Cable companies have spent billions of dollars expanding their networks to carry hundreds of channels, as well as high-speed data and phone services. Some cable companies' spokesman have argued that the companies would be left with a lot of unused capacity on their networks if they sold only a few channels at a time.

Despite support from Dolan, the FCC, consumer advocates and some lawmakers, there is no indication that cable companies, including Cablevision, are any closer to selling a la carte programming. Martin's comments were a recommendation, not a regulation.

Cable companies would have to renegotiate hundreds of agreements with programmers, many of whom would rather be sold as part of a larger package of channels instead of on a per-subscriber basis. It is also possible that buying a small number of channels would be only marginally cheaper than buying a large bundle of channels.

For now, cable companies sell only some premium channels, such as HBO and Showtime, on a subscription basis. But some industry analysts say that it is only a matter of time before they are pushed by competitors to sell more of their programming on a per-channel basis.
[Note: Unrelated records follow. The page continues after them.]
//! Gain and read-noise estimation from the photon transfer relation.
//!
//! Under the detector noise model the per-sample variance is linear in the
//! bias-subtracted mean:
//!
//! ```text
//! variance = (mean - bias) / g + sigma^2 / g^2
//! ```
//!
//! A weighted line through `(mean - bias, variance)` therefore gives the
//! conversion gain `g` (electrons per ADU) from its slope and the read noise
//! `sigma` (electrons) from its intercept.

use serde::{Deserialize, Serialize};

use crate::error::{CalibrationError, CalibrationResult};
use crate::normal_eq::NormalEquations;
use crate::sample::CalibrationSample;
use crate::solver::{check_weights, FitResult};

/// Photon-transfer line and the detector quantities derived from it.
#[derive(Debug, Clone, Copy, PartialEq, Serialize, Deserialize)]
pub struct PhotonTransfer {
    /// Conversion gain in electrons per ADU
    pub gain: f64,
    /// Read noise in electrons
    pub read_noise: f64,
    /// Fitted `1/g`
    pub slope: f64,
    /// Fitted `sigma^2 / g^2` in ADU^2
    pub intercept: f64,
}

/// Fit the variance/mean line of `samples` given the bias level.
///
/// # Arguments
/// * `samples` - Samples spanning at least two distinct signal levels
/// * `weights` - Optional external weight per sample
/// * `bias` - Bias level in ADU, typically from [`crate::CalibrationSolver`]
///
/// # Returns
/// * `Err(CalibrationError::SingularSystem)` if all samples share one signal level
/// * `Err(CalibrationError::InvalidArgument)` if the slope is not positive
///   or a weight is negative or not finite
pub fn fit_photon_transfer(
    samples: &[CalibrationSample],
    weights: Option<&[f64]>,
    bias: f64,
) -> CalibrationResult<PhotonTransfer> {
    check_weights(samples.len(), weights)?;

    let mut eq = NormalEquations::new(2)?;
    for (i, sample) in samples.iter().enumerate() {
        let weight = sample.count() as f64 * weights.map_or(1.0, |w| w[i]);
        let variance = sample.variance();
        eq.accumulate(
            weight,
            &[sample.average() - bias, 1.0],
            variance,
            variance * variance,
        )?;
    }

    let solution = eq.solve()?;
    let slope = solution.params[0];
    let intercept = solution.params[1];

    if !(slope > 0.0) {
        return Err(CalibrationError::InvalidArgument(format!(
            "photon transfer slope must be positive, got {slope:.6e}"
        )));
    }

    let gain = 1.0 / slope;
    Ok(PhotonTransfer {
        gain,
        read_noise: intercept.max(0.0).sqrt() * gain,
        slope,
        intercept,
    })
}

/// Physical detector parameters in electrons.
#[derive(Debug, Clone, Copy, PartialEq, Serialize, Deserialize)]
pub struct DetectorParameters {
    /// Electrons per ADU
    pub gain: f64,
    /// Bias level in ADU
    pub bias: f64,
    /// Read noise in electrons
    pub read_noise: f64,
    /// Illumination signal in electrons per second
    pub flux: f64,
    /// Dark current in electrons per second
    pub dark_current: f64,
}

impl DetectorParameters {
    pub fn new(fit: &FitResult, transfer: &PhotonTransfer) -> Self {
        Self {
            gain: transfer.gain,
            bias: fit.bias,
            read_noise: transfer.read_noise,
            flux: fit.flux * transfer.gain,
            dark_current: fit.dark_current * transfer.gain,
        }
    }
}
use std::sync::Arc;

use async_trait::async_trait;
use reqwest::{Request, Response};

#[async_trait]
pub trait HttpClient: Send + Sync {
    async fn execute(&self, req: Request) -> reqwest::Result<Response>;
}

#[async_trait]
impl<C: HttpClient + ?Sized> HttpClient for Box<C> {
    async fn execute(&self, req: Request) -> reqwest::Result<Response> {
        (**self).execute(req).await
    }
}

#[async_trait]
impl<C: HttpClient + ?Sized> HttpClient for Arc<C> {
    async fn execute(&self, req: Request) -> reqwest::Result<Response> {
        (**self).execute(req).await
    }
}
AT&T Inc., for instance, which will soon start selling a television service, is willing to sell a la carte programming as long as the networks agree to sell it that way. Walt Disney Co. and other programmers are also starting to sell individual television shows over the Internet and cellular networks.

Cable companies may ultimately design small packages of programs with a few extra choices to appeal to cost-conscious consumers who have gravitated to cheaper satellite services, said Sameer Mithal, an analyst at Adventis, a telecommunications consulting firm. "It would be like buying a salad: You pick between spinach, iceberg or romaine lettuce, and then you choose four or five toppings," he said.